Metabolic stress is required for the protective effects of TREM2, which are linked to elevated sphingolipids levels. A: Log₂ fold change (FC) in metabolite abundance for Trem2^–/– over WT mice averaged over both dietary conditions compared with log₂(FC) metabolite levels of HFD over ND averaged over both genetic groups (n = 3 or 4 mice per genotype following 14 weeks of ND or HFD, respectively). B: Glucose levels (x-axis) vs. relative abundance of selected lipids (y-axis) following 45 and 60 min of insulin challenge. Dots represent mice, colored as indicated in the key. C: Activation of liver AKT signaling 5 min post–insulin injection in both genotypes fed an HFD for 13 weeks. D: Scheme for sphingolipid blockage. WT or Trem2^–/– mice were placed on an HFD for 13 or 26 weeks. Eight weeks post-DIO, mice were injected three times weekly with saline control or myriocin at a dose of 0.5 mg/kg and maintained on an HFD. E: Log₂FC in average abundance of short-, long-, and ultra-long-chain ceramides for both genotypes of myriocin-treated animals compared with saline controls (n = 4 mice per condition 26 weeks post-HFD). F: Insulin tolerance test (ITT) of both genotypes of mice in the context of sphingolipid blockage 13 weeks post-HFD (n = 8–9 mice per condition). G: Area under the curve (AUC) and mouse weights of data in panel F. H: Representative hematoxylin-eosin staining of eWAT 13 weeks post-HFD of animals in panels F and G (n = 8–9 mice per condition).

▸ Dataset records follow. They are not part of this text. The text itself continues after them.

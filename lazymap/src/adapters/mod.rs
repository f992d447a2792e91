//! Adapter layer - Concrete implementations of the domain's ports.
//!
//! # Hexagonal Architecture
//!
//! ```text
//!     ┌──────────────────────────────────┐
//!     │      Domain Layer                │
//!     │  - PageBuffer (service)          │
//!     │  - Store, FaultSource (ports)    │
//!     └────────────┬─────────────────────┘
//!                  │
//!                  │ implements
//!                  ▼
//!     ┌──────────────────────────────────┐
//!     │      Adapter Layer               │  ◄── This module
//!     │  - MemoryStore                   │
//!     │  - FileStore                     │
//!     │  - SoftMmu                       │
//!     └────────────┬─────────────────────┘
//!                  │
//!                  │ uses
//!                  ▼
//!     ┌──────────────────────────────────┐
//!     │  Files, block devices, memory    │
//!     └──────────────────────────────────┘
//! ```
//!
//! # Available Adapters
//!
//! - **`MemoryStore`**: `Store` over a byte vector, for tests and scratch data
//! - **`FileStore`**: `Store` over a file with positional I/O (unix)
//! - **`SoftMmu`**: `FaultSource` with a software page table

mod error;
mod memory_store;
mod soft_mmu;

#[cfg(unix)]
mod file_store;

pub use error::StoreError;
pub use memory_store::MemoryStore;
pub use soft_mmu::SoftMmu;

#[cfg(unix)]
pub use file_store::FileStore;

I: Quantification of adipocyte cell size in panel H. Data are mean ± SEM. Statistical analysis was performed with two-way ANOVA followed by Bonferroni posttest (F) or one-way ANOVA followed by Tukey posttest (G and I). *P < 0.05, **P < 0.01, ***P < 0.001, ****P < 0.0001. MW, molecular weight; oGTT, oral glucose tolerance test; px², square pixels.